Die Auswirkungen sind fatal. Minijobber erwerben keinen Anspruch auf Arbeitslosen- oder Kurzarbeitergeld. Diese Diskriminierung trifft gerade viele geringfügig Beschäftigte hart.

Menschen, die sich etwas durch Minijobs hinzuverdienen, sind zumeist auf dieses Geld angewiesen. Folglich müssen sie in der Krise doppelt um ihr Auskommen kämpfen: einerseits durch das geringere Einkommen aufgrund Kurzarbeit bei ihrem Hauptarbeitgeber, andererseits durch den Wegfall des Hinzuverdienstes in Höhe von 450 Euro. Herr Minister, ich rege dringend an: Zur Überwindung der Benachteiligung von geringfügig Beschäftigten sollte eine Anpassung der Sonderregelung im SGB III erfolgen, sodass auch den Minijobbern ein Anspruch auf Kurzarbeitergeld gewährt wird.

(Beifall bei der AfD – Peter Weiß [Emmendingen] [CDU/CSU]: Ohne Beiträge?)

Die Prekarisierung menschlicher Arbeit ist wahrlich kein Ruhmesblatt der Regierung Merkel, aber sie gehört zu einer ehrlichen Bilanz einer endlich endenden Kanzlerschaft.

(Beifall bei der AfD – Torbjörn Kartes [CDU/CSU]: Oh!)

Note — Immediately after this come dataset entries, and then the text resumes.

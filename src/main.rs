use std::fs::File;
use std::io::{self, BufWriter, Write};
use std::path::PathBuf;
use std::process;

use anyhow::{Context, Result};
use clap::Parser;
use log::{error, LevelFilter};

use ntstitch::{StitchConfig, Stitcher};

/// Find paths through the scaffold graph using the alternate
/// abyss-scaffold windows
#[derive(Parser, Debug)]
#[command(name = "ntstitch", version)]
struct Args {
    /// Path file of the best abyss-scaffold run
    #[arg(value_name = "PATH")]
    path_file: PathBuf,

    /// Start of the n window
    #[arg(long = "min_n", default_value_t = 1)]
    min_n: u32,

    /// End of the n window, inclusive
    #[arg(long = "max_n", default_value_t = 1)]
    max_n: u32,

    /// Unfiltered scaffold graph in dot format
    #[arg(short = 'g', value_name = "GRAPH")]
    scaffold_graph: PathBuf,

    /// Ratio of best to second best edge to create a new connection
    #[arg(short = 'a', default_value_t = 0.3)]
    ratio: f64,

    /// Prefix of the alternate path files and the output graphs
    #[arg(short = 'p', default_value = "out")]
    prefix: String,

    /// Require transitive support for inferred edges
    #[arg(long)]
    transitive: bool,

    /// Write the final paths here instead of stdout
    #[arg(short = 'o', long = "output")]
    output: Option<PathBuf>,

    #[arg(long, conflicts_with = "quiet")]
    verbose: bool,

    #[arg(long)]
    quiet: bool,

    /// Also write the run report as JSON
    #[cfg(feature = "serde1")]
    #[arg(long)]
    report: Option<PathBuf>,
}

impl Args {
    fn config(&self) -> StitchConfig {
        let mut config = StitchConfig::new(&self.path_file, &self.scaffold_graph);
        config.min_n = self.min_n;
        config.max_n = self.max_n;
        config.prefix = self.prefix.clone();
        config.transitive = self.transitive;
        config.ratio = self.ratio;
        config
    }

    fn log_level(&self) -> LevelFilter {
        if self.verbose {
            LevelFilter::Debug
        } else if self.quiet {
            LevelFilter::Error
        } else {
            LevelFilter::Info
        }
    }
}

fn run(args: &Args) -> Result<()> {
    let stitcher = Stitcher::new(args.config())?;

    let mut out: Box<dyn Write> = match &args.output {
        Some(path) => {
            let file = File::create(path)
                .with_context(|| format!("Failed to create {}", path.display()))?;
            Box::new(BufWriter::new(file))
        }
        None => Box::new(BufWriter::new(io::stdout())),
    };

    let report = stitcher.run(&mut out)?;
    log::debug!("{:?}", report);

    #[cfg(feature = "serde1")]
    if let Some(path) = &args.report {
        let file = File::create(path)
            .with_context(|| format!("Failed to create {}", path.display()))?;
        report.write_json(BufWriter::new(file))?;
    }

    Ok(())
}

fn main() {
    let args = Args::parse();

    env_logger::Builder::new()
        .filter_level(args.log_level())
        .parse_default_env()
        .init();

    if let Err(err) = run(&args) {
        error!("{:#}", err);
        process::exit(1);
    }
}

Schauen wir zurück in die vorangegangenen Kanzlerschaften des Genossen Gerhard Schröder. Es war politisch total verkorkst, was dort in der Sozialpolitik organisiert und erlassen worden ist; denn dass wir heute bei den Minijobregeln herumdoktern, hat seine eigentliche Ursache in den unsäglichen Regelungen der Agenda 2010 von vor über 15 Jahren.

(Beifall bei der AfD)

Den unsozialen Sozialdemokraten unter Kanzler Schröder haben wir dieses Elend zu verdanken.

Die damals politisch gewollte brutale Deregulierung des Arbeitsmarktes plus Hartz IV führte zu einem dramatischen Anstieg der atypischen und der prekären Beschäftigung, zu einer massiven Ausweitung von Leiharbeit – meistens zu Hungerlöhnen – und zu einer Ausweitung von Teilzeit-, Mini- und befristeten Jobs. Das führte – und das ist das Entscheidende – zu einer Senkung des Realeinkommens. Da liegt der Kern des Problems.

(Beifall bei der AfD)

Mit ehrlicher Arbeit kann sich heute keiner mehr Wohlstand für sich und seine Kinder erarbeiten. Eine weltweit einmalige Abgabenlast frisst jeden Verdienst gnadenlos weg. Arbeit schützt nicht mehr vor Armut. Das ist das, was diese Regierungen verbrochen haben.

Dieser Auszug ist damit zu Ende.